The first two episodes focused on Denton employees who handle solid waste and landfills.

“I hope that anyone that watches the video gains a sense of the hard work that goes in to handling trash on a daily basis and the concern we show towards protecting the environment for the citizens of Denton,” said ELR technician Ami Reeder, who was featured on the second episode.

DTV aims to put out a new Dirty Jobs episode every four to six weeks.

“We hand picked the first two episodes,” McElroy said. “However, we have already put out an open call throughout the organization for people and jobs to feature in upcoming episodes.”

DTV is one of five public, education and government access (PEG) channels available to the residents of Denton, McElroy said.

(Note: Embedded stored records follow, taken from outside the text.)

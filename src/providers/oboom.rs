//! oboom.com - batch link checking through the public info API.
//!
//! The API answers every call with a `[code, payload]` array. A guest
//! session token is required and lives for roughly a day.

use std::collections::{HashMap, HashSet};
use std::time::Duration;

use async_trait::async_trait;
use reqwest::Client;
use serde::Deserialize;
use serde_json::Value;
use tracing::debug;
use url::Url;

use super::{body_text, parse_size, send};
use crate::config::HttpSettings;
use crate::http_client::{ClientBuildError, ClientOptions, build_http_client};
use crate::provider::Provider;
use crate::resolver::utils::{endpoint, host_matches, path_segments};
use crate::resolver::{
    File, FileSize, Request, ResolveError, Resolvability, Resolver, Settled,
};
use crate::session::{Attempt, Session, SessionCache};

const NAME: &str = "oboom.com";
const DEFAULT_API_BASE: &str = "https://api.oboom.com";
const DEFAULT_WWW_BASE: &str = "https://www.oboom.com";
const SESSION_TTL: Duration = Duration::from_secs(23 * 60 * 60);

#[derive(Debug, Deserialize)]
struct ItemInfo {
    id: String,
    state: String,
    #[serde(default)]
    name: String,
    #[serde(default)]
    size: Value,
}

/// Resolver for `oboom.com` links.
pub struct OboomProvider {
    client: Client,
    api_base: Url,
    www_base: Url,
    session: SessionCache,
}

impl OboomProvider {
    /// Creates the provider against the public endpoints.
    ///
    /// # Errors
    ///
    /// Returns [`ClientBuildError`] if the HTTP client cannot be built.
    pub fn new(settings: &HttpSettings) -> Result<Self, ClientBuildError> {
        let api_base = parse_static(DEFAULT_API_BASE)?;
        let www_base = parse_static(DEFAULT_WWW_BASE)?;
        Self::build(settings, api_base, www_base)
    }

    /// Creates the provider with both API hosts pointed at `base_url` (for testing with wiremock).
    ///
    /// # Errors
    ///
    /// Returns [`ClientBuildError`] if the HTTP client cannot be built.
    pub fn with_base_url(settings: &HttpSettings, base_url: Url) -> Result<Self, ClientBuildError> {
        Self::build(settings, base_url.clone(), base_url)
    }

    fn build(settings: &HttpSettings, api_base: Url, www_base: Url) -> Result<Self, ClientBuildError> {
        Ok(Self {
            client: build_http_client(NAME, settings, ClientOptions::default())?,
            api_base,
            www_base,
            session: SessionCache::new(NAME),
        })
    }

    async fn login(&self) -> Result<Session, ResolveError> {
        let url = endpoint(&self.www_base, "1.0/guestsession");
        let (code, payload) = self.call(&url, self.client.get(url.clone())).await?;
        if code != 200 {
            return Err(ResolveError::http(NAME, url.as_str(), code));
        }
        let token = payload
            .as_str()
            .ok_or_else(|| ResolveError::protocol(NAME, "guest session token is not a string"))?;
        Ok(Session::new(token, SESSION_TTL))
    }

    async fn info(&self, token: &str, ids: &[&str]) -> Result<Attempt<Vec<ItemInfo>>, ResolveError> {
        let url = endpoint(&self.api_base, "1.0/info");
        let items = ids.join(",");
        let form = [("token", token), ("items", items.as_str()), ("http_errors", "0")];
        let (code, payload) = self
            .call(&url, self.client.post(url.clone()).form(&form))
            .await?;
        match code {
            200 => serde_json::from_value(payload)
                .map(Attempt::Done)
                .map_err(|e| ResolveError::protocol(NAME, format!("info payload: {e}"))),
            403 => Ok(Attempt::Rejected),
            other => Err(ResolveError::http(NAME, url.as_str(), other)),
        }
    }

    async fn call(
        &self,
        url: &Url,
        request: reqwest::RequestBuilder,
    ) -> Result<(u16, Value), ResolveError> {
        let response = send(NAME, url, request).await?;
        let body = body_text(NAME, url, response).await?;
        parse_envelope(&body)
    }
}

fn parse_static(raw: &str) -> Result<Url, ClientBuildError> {
    Url::parse(raw).map_err(|e| ClientBuildError {
        component: NAME.to_string(),
        reason: format!("invalid base URL {raw}: {e}"),
    })
}

/// Splits a `[code, payload]` response.
fn parse_envelope(body: &str) -> Result<(u16, Value), ResolveError> {
    let value: Value = serde_json::from_str(body)
        .map_err(|e| ResolveError::protocol(NAME, format!("response is not JSON: {e}")))?;
    let Value::Array(mut parts) = value else {
        return Err(ResolveError::protocol(NAME, "response is not an array"));
    };
    if parts.len() < 2 {
        return Err(ResolveError::protocol(NAME, "response array is too short"));
    }
    let code = parts[0]
        .as_u64()
        .and_then(|code| u16::try_from(code).ok())
        .ok_or_else(|| ResolveError::protocol(NAME, "response code is not a status"))?;
    Ok((code, parts.swap_remove(1)))
}

fn canonical_url(id: &str) -> Option<Url> {
    Url::parse(&format!("https://oboom.com/{id}")).ok()
}

impl std::fmt::Debug for OboomProvider {
    fn fmt(&self, f: &mut std::fmt::Formatter<'_>) -> std::fmt::Result {
        f.debug_struct("OboomProvider")
            .field("api_base", &self.api_base.as_str())
            .field("session", &self.session)
            .finish_non_exhaustive()
    }
}

impl Provider for OboomProvider {
    fn name(&self) -> &str {
        NAME
    }

    fn resolver(&self) -> Option<&dyn Resolver> {
        Some(self)
    }
}

#[async_trait]
impl Resolver for OboomProvider {
    fn can_resolve(&self, url: &Url) -> Resolvability {
        if host_matches(url, "oboom.com") {
            Resolvability::Multi
        } else {
            Resolvability::Next
        }
    }

    #[tracing::instrument(skip(self, requests), fields(count = requests.len()))]
    async fn resolve_many(&self, requests: Vec<Request>) -> Result<Vec<Settled>, ResolveError> {
        let ids: Vec<Option<String>> = requests
            .iter()
            .map(|request| path_segments(request.url()).first().map(|id| (*id).to_string()))
            .collect();
        let mut seen = HashSet::new();
        let wanted: Vec<&str> = ids
            .iter()
            .flatten()
            .map(String::as_str)
            .filter(|id| seen.insert(*id))
            .collect();

        let mut records: HashMap<String, ItemInfo> = HashMap::new();
        if !wanted.is_empty() {
            debug!(items = wanted.len(), "Checking oboom items");
            let infos = self
                .session
                .run(|| self.login(), |token| {
                    let wanted = &wanted;
                    async move { self.info(&token, wanted).await }
                })
                .await?;
            records = infos.into_iter().map(|info| (info.id.clone(), info)).collect();
        }

        Ok(requests
            .into_iter()
            .zip(ids)
            .map(|(request, id)| {
                let Some(id) = id else {
                    let reason = ResolveError::resolution_failed(
                        NAME,
                        request.url().as_str(),
                        "URL has no file id",
                    );
                    return request.errs(None, reason);
                };
                let canonical = canonical_url(&id);
                match records.get(&id) {
                    None => {
                        let error = ResolveError::protocol(NAME, format!("no record for item {id}"));
                        request.errs(canonical, error)
                    }
                    Some(info) if info.state != "online" => request.deadend(canonical),
                    Some(info) => {
                        let url = canonical.unwrap_or_else(|| request.url().clone());
                        let size = parse_size(&info.size).map_or(FileSize::Unknown, FileSize::Known);
                        request.resolves_to(File::new(NAME, url, info.name.clone(), size))
                    }
                }
            })
            .collect())
    }
}
//! rapidgator.net - per-link lookups through the account API.
//!
//! Every API call needs a session id obtained by logging in with the first
//! configured account. Sessions are short-lived, so the cache refreshes often.

use std::collections::HashMap;
use std::fmt;
use std::time::Duration;

use async_trait::async_trait;
use chrono::{DateTime, Utc};
use reqwest::Client;
use serde::{Deserialize, Serialize};
use serde_json::Value;
use tracing::debug;
use url::Url;

use super::{body_text, parse_size, send};
use crate::account::{
    Account, AccountError, AccountRecord, AccountStore, Accountant, Field, Prompter, required,
};
use crate::config::{HttpSettings, Settings};
use crate::http_client::{ClientBuildError, ClientOptions, build_http_client};
use crate::provider::{ConfigureError, Configured, Provider};
use crate::resolver::utils::{endpoint, host_matches, path_segments};
use crate::resolver::{
    Checksum, File, FileSize, HashAlgorithm, Request, ResolveError, Resolvability, Resolver,
    Settled,
};
use crate::session::{Attempt, Session, SessionCache};

const NAME: &str = "rapidgator.net";
const DEFAULT_BASE: &str = "https://rapidgator.net";
const SESSION_TTL: Duration = Duration::from_secs(5 * 60);

/// Stored rapidgator.net credentials.
#[derive(Clone, Serialize, Deserialize)]
pub struct RapidgatorAccount {
    pub username: String,
    pub password: String,
    #[serde(default)]
    pub premium: bool,
    #[serde(default)]
    pub expires_at: Option<DateTime<Utc>>,
}

impl fmt::Debug for RapidgatorAccount {
    fn fmt(&self, f: &mut fmt::Formatter<'_>) -> fmt::Result {
        f.debug_struct("RapidgatorAccount")
            .field("username", &self.username)
            .field("password", &"[REDACTED]")
            .field("premium", &self.premium)
            .field("expires_at", &self.expires_at)
            .finish()
    }
}

impl Account for RapidgatorAccount {
    fn id(&self) -> &str {
        &self.username
    }

    fn is_premium(&self) -> bool {
        self.premium
    }

    fn expires_at(&self) -> Option<DateTime<Utc>> {
        self.expires_at
    }
}

#[derive(Debug, Deserialize)]
struct Envelope {
    response_status: u16,
    #[serde(default)]
    response: Value,
}

#[derive(Debug, Deserialize)]
struct LoginResponse {
    session_id: String,
}

#[derive(Debug, Deserialize)]
struct FileInfo {
    filename: String,
    size: Value,
    #[serde(default)]
    hash: Option<String>,
}

enum Lookup {
    Found(File),
    Missing,
}

/// Resolver for `rapidgator.net` file links.
pub struct RapidgatorProvider {
    client: Client,
    base_url: Url,
    session: SessionCache,
    accounts: AccountStore<RapidgatorAccount>,
}

impl RapidgatorProvider {
    /// Creates the provider against the public API.
    ///
    /// # Errors
    ///
    /// Returns [`ClientBuildError`] if the HTTP client cannot be built.
    pub fn new(settings: &HttpSettings) -> Result<Self, ClientBuildError> {
        let base_url = Url::parse(DEFAULT_BASE).map_err(|e| ClientBuildError {
            component: NAME.to_string(),
            reason: e.to_string(),
        })?;
        Self::with_base_url(settings, base_url)
    }

    /// Creates the provider with a custom API base URL (for testing with wiremock).
    ///
    /// # Errors
    ///
    /// Returns [`ClientBuildError`] if the HTTP client cannot be built.
    pub fn with_base_url(settings: &HttpSettings, base_url: Url) -> Result<Self, ClientBuildError> {
        Ok(Self {
            client: build_http_client(NAME, settings, ClientOptions::default())?,
            base_url,
            session: SessionCache::new(NAME),
            accounts: AccountStore::default(),
        })
    }

    async fn login(&self) -> Result<Session, ResolveError> {
        let account = self
            .accounts
            .first()
            .ok_or_else(|| ResolveError::missing_credentials(NAME))?;
        let mut url = endpoint(&self.base_url, "api/user/login");
        url.query_pairs_mut()
            .append_pair("username", &account.username)
            .append_pair("password", &account.password);

        let envelope = self.call(&url).await?;
        if envelope.response_status != 200 {
            return Err(ResolveError::resolution_failed(
                NAME,
                endpoint(&self.base_url, "api/user/login").as_str(),
                &format!("login refused for {} (status {})", account.username, envelope.response_status),
            ));
        }
        let login: LoginResponse = serde_json::from_value(envelope.response)
            .map_err(|e| ResolveError::protocol(NAME, format!("login response: {e}")))?;
        Ok(Session::new(login.session_id, SESSION_TTL))
    }

    async fn file_info(&self, sid: &str, file_url: &Url) -> Result<Attempt<Lookup>, ResolveError> {
        let mut url = endpoint(&self.base_url, "api/file/info");
        url.query_pairs_mut()
            .append_pair("sid", sid)
            .append_pair("url", file_url.as_str());

        let envelope = self.call(&url).await?;
        match envelope.response_status {
            200 => {
                let info: FileInfo = serde_json::from_value(envelope.response)
                    .map_err(|e| ResolveError::protocol(NAME, format!("file info: {e}")))?;
                file_from_info(info, file_url).map(|file| Attempt::Done(Lookup::Found(file)))
            }
            404 => Ok(Attempt::Done(Lookup::Missing)),
            403 => Ok(Attempt::Rejected),
            status => Err(ResolveError::http(NAME, file_url.as_str(), status)),
        }
    }

    async fn call(&self, url: &Url) -> Result<Envelope, ResolveError> {
        let response = send(NAME, url, self.client.get(url.clone())).await?;
        let body = body_text(NAME, url, response).await?;
        parse_envelope(&body)
    }
}

fn parse_envelope(body: &str) -> Result<Envelope, ResolveError> {
    let trimmed = body.trim_start();
    if trimmed.is_empty() || trimmed.starts_with('<') {
        return Err(ResolveError::protocol(NAME, "got non-JSON response"));
    }
    serde_json::from_str(trimmed)
        .map_err(|e| ResolveError::protocol(NAME, format!("response envelope: {e}")))
}

fn file_from_info(info: FileInfo, url: &Url) -> Result<File, ResolveError> {
    let size = parse_size(&info.size)
        .ok_or_else(|| ResolveError::protocol(NAME, format!("unparseable size {}", info.size)))?;
    let mut file = File::new(NAME, url.clone(), info.filename, FileSize::Known(size));
    if let Some(hash) = info.hash.filter(|hash| !hash.trim().is_empty()) {
        let checksum = Checksum::from_hex(HashAlgorithm::Md5, &hash)
            .map_err(|e| ResolveError::protocol(NAME, format!("invalid MD5 '{hash}': {e}")))?;
        file = file.with_checksum(checksum);
    }
    Ok(file)
}

/// `https://rapidgator.net/file/<id>` for the link's second path segment.
fn normalized_url(url: &Url) -> Option<Url> {
    let segments = path_segments(url);
    let id = segments.get(1)?;
    Url::parse(&format!("https://rapidgator.net/file/{id}")).ok()
}

impl fmt::Debug for RapidgatorProvider {
    fn fmt(&self, f: &mut fmt::Formatter<'_>) -> fmt::Result {
        f.debug_struct("RapidgatorProvider")
            .field("base_url", &self.base_url.as_str())
            .field("accounts", &self.accounts.len())
            .field("session", &self.session)
            .finish_non_exhaustive()
    }
}

impl Provider for RapidgatorProvider {
    fn name(&self) -> &str {
        NAME
    }

    fn resolver(&self) -> Option<&dyn Resolver> {
        Some(self)
    }

    fn accountant(&self) -> Option<&dyn Accountant> {
        Some(self)
    }

    fn configured(&mut self) -> Option<&mut dyn Configured> {
        Some(self)
    }
}

impl Configured for RapidgatorProvider {
    fn configure(&mut self, settings: &Settings) -> Result<(), ConfigureError> {
        self.accounts = AccountStore::from_records(NAME, settings.account_records(NAME))?;
        self.session.invalidate();
        Ok(())
    }
}

#[async_trait]
impl Resolver for RapidgatorProvider {
    fn can_resolve(&self, url: &Url) -> Resolvability {
        if host_matches(url, "rapidgator.net") {
            Resolvability::Single
        } else {
            Resolvability::Next
        }
    }

    #[tracing::instrument(skip(self, request), fields(url = %request.url()))]
    async fn resolve_one(&self, request: Request) -> Result<Settled, ResolveError> {
        let normalized = normalized_url(request.url());
        let is_file_link = path_segments(request.url()).first() == Some(&"file");
        let Some(file_url) = normalized.clone().filter(|_| is_file_link) else {
            let error = ResolveError::resolution_failed(
                NAME,
                request.url().as_str(),
                "URL does not point to a file",
            );
            return Ok(request.errs(normalized, error));
        };

        debug!(file_url = %file_url, "Looking up rapidgator file");
        let lookup = self
            .session
            .run(|| self.login(), |sid| {
                let file_url = &file_url;
                async move { self.file_info(&sid, file_url).await }
            })
            .await;

        Ok(match lookup {
            Ok(Lookup::Found(file)) => request.resolves_to(file),
            Ok(Lookup::Missing) => request.deadend(Some(file_url)),
            Err(error) => request.errs(Some(file_url), error),
        })
    }
}

#[async_trait]
impl Accountant for RapidgatorProvider {
    fn fields(&self) -> Vec<Field> {
        vec![
            Field::text("username", "Username (e-mail)"),
            Field::secret("password", "Password"),
        ]
    }

    async fn new_account(&self, prompter: &dyn Prompter) -> Result<AccountRecord, AccountError> {
        let mut answers: HashMap<String, String> = prompter.prompt(&self.fields())?;
        let account = RapidgatorAccount {
            username: required(&mut answers, "username")?,
            password: required(&mut answers, "password")?,
            premium: false,
            expires_at: None,
        };
        let data = serde_json::to_value(&account).map_err(|e| AccountError::Validation {
            provider: NAME.to_string(),
            reason: e.to_string(),
        })?;
        Ok(AccountRecord {
            provider: NAME.to_string(),
            id: account.username,
            data,
        })
    }
}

This channel’s department provides educational programming concerning city programs and services as well as city news for its viewers.

“DTV programming is paid for through a combination of city of Denton funds and PEG fees,” he said. “We are a city department just like any other.”

“My hope for the show is that the citizens will gain a new insight into what it takes to operate a city of our size so that it works for all of us,” landfill manager and Dirty Jobs host David Dugger said.

For cable subscribers, DTV can be found on Verizon’s channel 38, Charter’s channel 26, or Grande’s channel 12. It can also be found on the city of Denton’s YouTube channel.